Your task:
Filter the records, keeping every line that has the string "CacheKeys".

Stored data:
* * *

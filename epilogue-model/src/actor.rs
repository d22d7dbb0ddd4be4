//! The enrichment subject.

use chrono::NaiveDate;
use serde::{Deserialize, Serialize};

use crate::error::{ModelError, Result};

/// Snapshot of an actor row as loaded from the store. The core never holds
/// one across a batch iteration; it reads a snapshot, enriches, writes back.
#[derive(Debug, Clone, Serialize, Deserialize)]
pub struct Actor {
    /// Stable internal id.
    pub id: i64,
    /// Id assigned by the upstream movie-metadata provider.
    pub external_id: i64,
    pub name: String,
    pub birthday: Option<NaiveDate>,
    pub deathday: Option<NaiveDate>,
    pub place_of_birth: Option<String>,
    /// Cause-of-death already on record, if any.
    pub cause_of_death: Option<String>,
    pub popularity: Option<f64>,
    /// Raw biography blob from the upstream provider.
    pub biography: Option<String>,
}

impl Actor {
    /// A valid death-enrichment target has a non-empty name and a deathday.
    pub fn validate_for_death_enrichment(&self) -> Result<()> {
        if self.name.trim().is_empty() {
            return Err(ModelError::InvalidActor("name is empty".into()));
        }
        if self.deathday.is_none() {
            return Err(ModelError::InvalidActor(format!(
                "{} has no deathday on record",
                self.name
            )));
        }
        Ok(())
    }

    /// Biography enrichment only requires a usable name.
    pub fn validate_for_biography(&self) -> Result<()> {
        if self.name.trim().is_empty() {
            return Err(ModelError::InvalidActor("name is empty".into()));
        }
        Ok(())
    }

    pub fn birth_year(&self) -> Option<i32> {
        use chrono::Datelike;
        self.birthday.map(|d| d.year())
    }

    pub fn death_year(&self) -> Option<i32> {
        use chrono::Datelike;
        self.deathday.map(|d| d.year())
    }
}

* * *

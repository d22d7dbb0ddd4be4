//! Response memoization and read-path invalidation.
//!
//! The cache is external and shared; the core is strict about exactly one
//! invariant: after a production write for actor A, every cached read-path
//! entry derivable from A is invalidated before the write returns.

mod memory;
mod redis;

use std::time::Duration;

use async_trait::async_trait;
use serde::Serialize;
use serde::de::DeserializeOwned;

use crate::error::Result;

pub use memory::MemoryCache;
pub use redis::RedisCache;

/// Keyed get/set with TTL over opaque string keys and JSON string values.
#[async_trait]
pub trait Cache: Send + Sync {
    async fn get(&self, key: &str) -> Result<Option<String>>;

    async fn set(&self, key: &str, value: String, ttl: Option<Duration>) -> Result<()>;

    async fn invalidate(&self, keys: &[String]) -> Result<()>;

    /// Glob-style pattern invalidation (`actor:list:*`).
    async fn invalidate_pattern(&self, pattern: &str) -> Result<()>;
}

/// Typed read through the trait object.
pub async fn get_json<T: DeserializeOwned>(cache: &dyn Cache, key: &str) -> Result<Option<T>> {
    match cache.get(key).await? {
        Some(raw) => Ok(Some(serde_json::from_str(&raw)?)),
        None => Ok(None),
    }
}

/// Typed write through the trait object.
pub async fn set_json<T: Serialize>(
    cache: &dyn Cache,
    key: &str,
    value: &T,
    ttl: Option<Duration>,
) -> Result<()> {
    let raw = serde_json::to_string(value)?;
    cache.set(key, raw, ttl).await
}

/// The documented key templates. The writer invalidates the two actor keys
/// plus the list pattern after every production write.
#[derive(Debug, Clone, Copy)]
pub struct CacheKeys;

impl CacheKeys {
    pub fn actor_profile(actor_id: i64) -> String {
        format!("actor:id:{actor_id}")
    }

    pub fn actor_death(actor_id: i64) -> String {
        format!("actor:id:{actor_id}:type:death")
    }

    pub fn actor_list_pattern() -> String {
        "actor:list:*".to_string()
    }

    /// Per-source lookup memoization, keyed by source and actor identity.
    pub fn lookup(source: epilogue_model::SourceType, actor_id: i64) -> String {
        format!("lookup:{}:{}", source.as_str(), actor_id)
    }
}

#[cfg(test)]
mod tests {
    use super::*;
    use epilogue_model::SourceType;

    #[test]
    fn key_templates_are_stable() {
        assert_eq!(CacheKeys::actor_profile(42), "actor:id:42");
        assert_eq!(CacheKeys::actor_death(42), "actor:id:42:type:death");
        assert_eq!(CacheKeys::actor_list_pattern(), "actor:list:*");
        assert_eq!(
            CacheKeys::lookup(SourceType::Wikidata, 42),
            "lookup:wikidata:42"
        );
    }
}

* * *

Written solution:
pub struct CacheKeys;
impl CacheKeys {
        assert_eq!(CacheKeys::actor_profile(42), "actor:id:42");
        assert_eq!(CacheKeys::actor_death(42), "actor:id:42:type:death");
        assert_eq!(CacheKeys::actor_list_pattern(), "actor:list:*");
            CacheKeys::lookup(SourceType::Wikidata, 42),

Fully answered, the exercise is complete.